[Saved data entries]
■ ■ ■ ■ ■ ■ ■
#[cfg(test)]
mod tests {
    use super::*;
    use crate::presentation::SceneProbe;
    use crate::run_registry::RunRegistry;
    use crate::session::{MemorySessionRecorder, SessionEntry};
    use approx::assert_abs_diff_eq;
    use more_asserts::{assert_ge, assert_le, assert_lt};
    use std::cell::RefCell;
    use std::rc::Rc;

    struct Lab {
        controller: PhaseTransitionController,
        recorder: Rc<RefCell<MemorySessionRecorder>>,
        registry: SharedRunRegistry,
        probe: SceneProbe,
    }

    fn lab() -> Lab {
        let registry = RunRegistry::shared();
        let recorder = Rc::new(RefCell::new(MemorySessionRecorder::new()));
        let probe = SceneProbe::new();
        let controller =
            PhaseTransitionController::new(VignetteConfig::default(), registry.clone(), recorder.clone())
                .with_presentation(probe.presentation());
        Lab {
            controller,
            recorder,
            registry,
            probe,
        }
    }

    fn run_for(controller: &mut PhaseTransitionController, seconds: f64, dt: f64) {
        let frames = (seconds / dt).round() as usize;
        for _ in 0..frames {
            controller.advance(dt);
        }
    }

    #[test]
    fn test_starts_idle_and_hidden() {
        let lab = lab();
        assert_eq!(lab.controller.phase(), LabPhase::Idle);
        assert!(!lab.probe.solid.borrow().visible);
        assert!(!lab.probe.liquid.borrow().visible);
        assert!(!lab.probe.light.borrow().enabled);
        assert_eq!(lab.probe.display.borrow().celsius, 0);
    }

    #[test]
    fn test_ticks_without_heat_change_nothing() {
        let mut lab = lab();
        lab.controller.receive_solid();
        let before = lab.controller.state().clone();

        run_for(&mut lab.controller, 20.0, 0.25);

        assert_eq!(lab.controller.state(), &before);
    }

    #[test]
    fn test_heat_without_solid_changes_nothing() {
        let mut lab = lab();
        lab.controller.toggle_heat();
        run_for(&mut lab.controller, 20.0, 0.5);

        assert_abs_diff_eq!(lab.controller.temperature_c(), 0.0);
        assert_abs_diff_eq!(lab.controller.melt_fraction(), 1.0);
        assert_eq!(lab.controller.phase(), LabPhase::Idle);
    }

    #[test]
    fn test_fifteen_seconds_reaches_max_temperature() {
        let mut lab = lab();
        lab.controller.receive_solid();
        lab.controller.toggle_heat();
        lab.controller.advance(15.0);

        assert_abs_diff_eq!(lab.controller.temperature_c(), 150.0);
        assert_eq!(lab.probe.display.borrow().celsius, 150);
    }

    #[test]
    fn test_temperature_monotonic_and_clamped() {
        let mut lab = lab();
        lab.controller.receive_solid();
        lab.controller.toggle_heat();

        let mut last = lab.controller.temperature_c();
        for dt in [0.016, 0.5, 3.0, 0.0, 7.25, 12.0, 0.1] {
            lab.controller.advance(dt);
            let now = lab.controller.temperature_c();
            assert_ge!(now, last);
            assert_le!(now, 150.0);
            last = now;
        }
    }

    #[test]
    fn test_display_truncates_temperature() {
        let mut lab = lab();
        lab.controller.receive_solid();
        lab.controller.toggle_heat();
        lab.controller.advance(0.39);
        assert_eq!(lab.probe.display.borrow().celsius, 3);
    }

    #[test]
    fn test_transition_after_thirty_heated_seconds() {
        let mut lab = lab();
        lab.controller.receive_solid();
        lab.controller.toggle_heat();

        run_for(&mut lab.controller, 29.5, 0.5);
        assert!(!lab.controller.state().transition_complete);
        assert!(lab.probe.solid.borrow().visible);

        run_for(&mut lab.controller, 0.5, 0.5);
        let state = lab.controller.state();
        assert!(state.transition_complete);
        assert!(!state.solid_visible);
        assert!(state.liquid_visible);
        assert_eq!(state.solid_scale, DVec3::ZERO);
        assert!(lab.probe.liquid.borrow().visible);
        assert!(lab.probe.display.borrow().completed);
    }

    #[test]
    fn test_single_large_step_also_transitions() {
        let mut lab = lab();
        lab.controller.receive_solid();
        lab.controller.toggle_heat();
        lab.controller.advance(30.0);
        assert!(lab.controller.state().transition_complete);
    }

    #[test]
    fn test_transition_fires_once() {
        let mut lab = lab();
        lab.controller.receive_solid();
        lab.controller.toggle_heat();
        run_for(&mut lab.controller, 120.0, 0.5);

        assert_eq!(lab.probe.liquid.borrow().times_shown, 1);
        assert_eq!(lab.probe.solid.borrow().times_shown, 1);

        let recorder = lab.recorder.borrow();
        let results = recorder
            .entries()
            .iter()
            .filter(|e| matches!(e, SessionEntry::Result { .. }))
            .count();
        assert_eq!(results, 1);
        assert_eq!(recorder.finalized_runs().len(), 1);
    }

    #[test]
    fn test_completion_reports_result_and_duration() {
        let mut lab = lab();
        lab.controller.advance(4.0); // clock runs before the run starts
        lab.controller.receive_solid();
        lab.controller.toggle_heat();
        run_for(&mut lab.controller, 30.0, 0.5);

        let recorder = lab.recorder.borrow();
        let result = recorder
            .entries()
            .iter()
            .find_map(|e| match e {
                SessionEntry::Result { label, value, unit, .. } => Some((label.clone(), value.clone(), unit.clone())),
                _ => None,
            })
            .unwrap();
        assert_eq!(result, ("Final temperature".to_string(), "150.0".to_string(), "°C".to_string()));

        let (_, duration) = recorder.finalized_runs()[0];
        assert_eq!(duration, 30);
        assert!(!lab.registry.borrow().is_active());
    }

    #[test]
    fn test_liquid_rises_at_half_position_rate() {
        let mut lab = lab();
        lab.controller.receive_solid();
        lab.controller.toggle_heat();
        run_for(&mut lab.controller, 30.0, 0.5);
        assert!(lab.controller.state().liquid_visible);

        let target = lab.controller.config().liquid_rest_scale.y;
        let mut prev = lab.controller.state().clone();
        for _ in 0..200 {
            lab.controller.advance(0.1);
            let next = lab.controller.state().clone();
            let d_height = next.liquid_scale.y - prev.liquid_scale.y;
            let d_pos = next.liquid_position.y - prev.liquid_position.y;

            assert_ge!(d_height, 0.0);
            assert_le!(next.liquid_scale.y, target);
            assert_abs_diff_eq!(d_pos, d_height * 0.5, epsilon = 1e-12);
            prev = next;
        }

        assert_abs_diff_eq!(prev.liquid_scale.y, target, epsilon = 1e-12);
        assert_eq!(lab.controller.phase(), LabPhase::Completed);
    }

    #[test]
    fn test_completed_on_transition_tick() {
        let mut lab = lab();
        lab.controller.receive_solid();
        lab.controller.toggle_heat();
        run_for(&mut lab.controller, 30.0, 0.5);

        assert!(lab.controller.state().transition_complete);
        assert_lt!(lab.controller.state().liquid_level(), 0.12);
        assert_eq!(lab.controller.phase(), LabPhase::Completed);
    }

    #[test]
    fn test_heat_off_after_melt_still_completed_at_shutdown() {
        let mut lab = lab();
        lab.controller.receive_solid();
        lab.controller.toggle_heat();
        run_for(&mut lab.controller, 30.0, 0.5);
        lab.controller.toggle_heat();

        run_for(&mut lab.controller, 10.0, 0.5);
        assert!(lab.controller.termination_requested());
        assert_eq!(lab.controller.phase(), LabPhase::Completed);
    }

    #[test]
    fn test_new_run_after_completion() {
        let mut lab = lab();
        lab.controller.receive_solid();
        lab.controller.toggle_heat();
        run_for(&mut lab.controller, 35.0, 0.5);
        assert!(!lab.registry.borrow().is_active());
        assert!(lab.controller.can_receive_solid());

        lab.controller.receive_solid();

        let state = lab.controller.state();
        assert_eq!(lab.controller.current_run_id(), Some(RunId(2)));
        assert_eq!(state.phase, LabPhase::Heating);
        assert!(!state.transition_complete);
        assert!(state.solid_visible);
        assert!(!state.liquid_visible);
        assert_abs_diff_eq!(state.temperature_c, 0.0);
        assert_abs_diff_eq!(lab.controller.melt_fraction(), 1.0);
        // heat is left as the operator set it
        assert!(state.heat_enabled);
        assert!(lab.probe.solid.borrow().visible);
        assert!(!lab.probe.liquid.borrow().visible);
    }

    #[test]
    fn test_heat_off_freezes_filling() {
        let mut lab = lab();
        lab.controller.receive_solid();
        lab.controller.toggle_heat();
        run_for(&mut lab.controller, 30.0, 0.5);

        lab.controller.toggle_heat();
        let level = lab.controller.state().liquid_level();
        run_for(&mut lab.controller, 2.0, 0.5);
        assert_abs_diff_eq!(lab.controller.state().liquid_level(), level);
    }

    #[test]
    fn test_second_solid_is_refused_during_run() {
        let mut lab = lab();
        lab.controller.receive_solid();
        lab.controller.toggle_heat();
        run_for(&mut lab.controller, 10.0, 0.5);

        let state = lab.controller.state().clone();
        let run = lab.controller.current_run_id();
        let entries = lab.recorder.borrow().entries().len();

        lab.controller.receive_solid();

        assert_eq!(lab.controller.state(), &state);
        assert_eq!(lab.controller.current_run_id(), run);
        assert_eq!(lab.recorder.borrow().entries().len(), entries);
    }

    #[test]
    fn test_refused_when_another_controller_holds_the_gate() {
        let mut lab = lab();
        let _other = lab.registry.borrow_mut().try_acquire().unwrap();

        lab.controller.receive_solid();
        assert_eq!(lab.controller.phase(), LabPhase::Idle);
        assert_eq!(lab.controller.current_run_id(), None);
        assert!(lab.recorder.borrow().entries().is_empty());
    }

    #[test]
    fn test_toggle_twice_records_in_order() {
        let mut lab = lab();
        lab.controller.receive_solid();
        let original = lab.controller.heat_enabled();

        lab.controller.toggle_heat();
        assert!(lab.probe.light.borrow().enabled);
        lab.controller.toggle_heat();

        assert_eq!(lab.controller.heat_enabled(), original);
        assert!(!lab.probe.light.borrow().enabled);
        assert_eq!(
            lab.recorder.borrow().event_titles(),
            vec!["Heat enabled", "Heat disabled"]
        );
    }

    #[test]
    fn test_heat_event_timestamp_uses_clock() {
        let mut lab = lab();
        lab.controller.advance(7.8);
        lab.controller.toggle_heat();

        let recorder = lab.recorder.borrow();
        match &recorder.entries()[0] {
            SessionEntry::Event { run, timestamp_s, .. } => {
                assert_eq!(*run, None);
                assert_eq!(*timestamp_s, 7);
            }
            other => panic!("unexpected entry {other:?}"),
        }
    }

    #[test]
    fn test_reset_from_every_phase_is_identical() {
        let idle = {
            let mut lab = lab();
            lab.controller.reset();
            lab.controller.state().clone()
        };

        for heated_s in [0.0, 10.0, 30.0, 60.0] {
            let mut lab = lab();
            lab.controller.receive_solid();
            lab.controller.toggle_heat();
            run_for(&mut lab.controller, heated_s, 0.5);

            lab.controller.reset();

            assert_eq!(lab.controller.state(), &idle, "after {heated_s}s of heating");
            assert!(!lab.probe.solid.borrow().visible);
            assert_eq!(
                lab.probe.solid.borrow().scale,
                DVec3::splat(lab.controller.config().initial_solid_scale)
            );
            assert!(!lab.probe.liquid.borrow().visible);
            assert!(!lab.probe.light.borrow().enabled);
            assert_eq!(lab.probe.display.borrow().celsius, 0);
            assert!(!lab.registry.borrow().is_active());
        }
    }

    #[test]
    fn test_reset_finalizes_with_run_duration() {
        let mut lab = lab();
        lab.controller.advance(100.0);
        lab.controller.receive_solid();
        lab.controller.toggle_heat();
        run_for(&mut lab.controller, 12.0, 0.5);

        lab.controller.reset();

        let finalized = lab.recorder.borrow().finalized_runs();
        assert_eq!(finalized.len(), 1);
        assert_eq!(finalized[0].1, 12);
    }

    #[test]
    fn test_reset_after_completion_does_not_finalize_twice() {
        let mut lab = lab();
        lab.controller.receive_solid();
        lab.controller.toggle_heat();
        run_for(&mut lab.controller, 31.0, 0.5);
        lab.controller.reset();

        assert_eq!(lab.recorder.borrow().finalized_runs().len(), 1);
    }

    #[test]
    fn test_new_run_after_reset() {
        let mut lab = lab();
        lab.controller.receive_solid();
        let first = lab.controller.current_run_id().unwrap();
        lab.controller.reset();

        lab.controller.receive_solid();
        let second = lab.controller.current_run_id().unwrap();
        assert_ne!(first, second);
        assert_eq!(lab.controller.phase(), LabPhase::Heating);
    }

    #[test]
    fn test_shutdown_scheduled_and_fires_after_delay() {
        let mut lab = lab();
        lab.controller.receive_solid();
        lab.controller.toggle_heat();
        run_for(&mut lab.controller, 30.0, 0.5);

        assert!(lab.controller.shutdown_pending());
        assert!(!lab.controller.termination_requested());

        run_for(&mut lab.controller, 4.5, 0.5);
        assert!(!lab.controller.termination_requested());

        run_for(&mut lab.controller, 0.5, 0.5);
        assert!(lab.controller.termination_requested());
        assert!(!lab.controller.shutdown_pending());
    }

    #[test]
    fn test_reset_cancels_pending_shutdown() {
        let mut lab = lab();
        lab.controller.receive_solid();
        lab.controller.toggle_heat();
        run_for(&mut lab.controller, 30.0, 0.5);
        assert!(lab.controller.shutdown_pending());

        lab.controller.reset();
        run_for(&mut lab.controller, 10.0, 0.5);
        assert!(!lab.controller.termination_requested());
    }

    #[test]
    fn test_runs_without_presentation() {
        let registry = RunRegistry::shared();
        let mut controller = PhaseTransitionController::new(
            VignetteConfig::default(),
            registry,
            MemorySessionRecorder::new(),
        );
        controller.receive_solid();
        controller.toggle_heat();
        run_for(&mut controller, 40.0, 0.5);

        assert!(controller.state().transition_complete);
        controller.reset();
        assert_eq!(controller.phase(), LabPhase::Idle);
    }

    #[test]
    fn test_negative_and_nan_dt_are_ignored() {
        let mut lab = lab();
        lab.controller.receive_solid();
        lab.controller.toggle_heat();
        lab.controller.advance(-5.0);
        lab.controller.advance(f64::NAN);
        assert_abs_diff_eq!(lab.controller.temperature_c(), 0.0);
        assert_abs_diff_eq!(lab.controller.clock_s(), 0.0);
    }
}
■ ■ ■ ■ ■ ■ ■
Exercise brief ▸
Quote every line from the beginning of the entries up to and including the line that contains "use approx::assert_abs_diff_eq;".

Your solution ▸
#[cfg(test)]
mod tests {
    use super::*;
    use crate::presentation::SceneProbe;
    use crate::run_registry::RunRegistry;
    use crate::session::{MemorySessionRecorder, SessionEntry};
    use approx::assert_abs_diff_eq;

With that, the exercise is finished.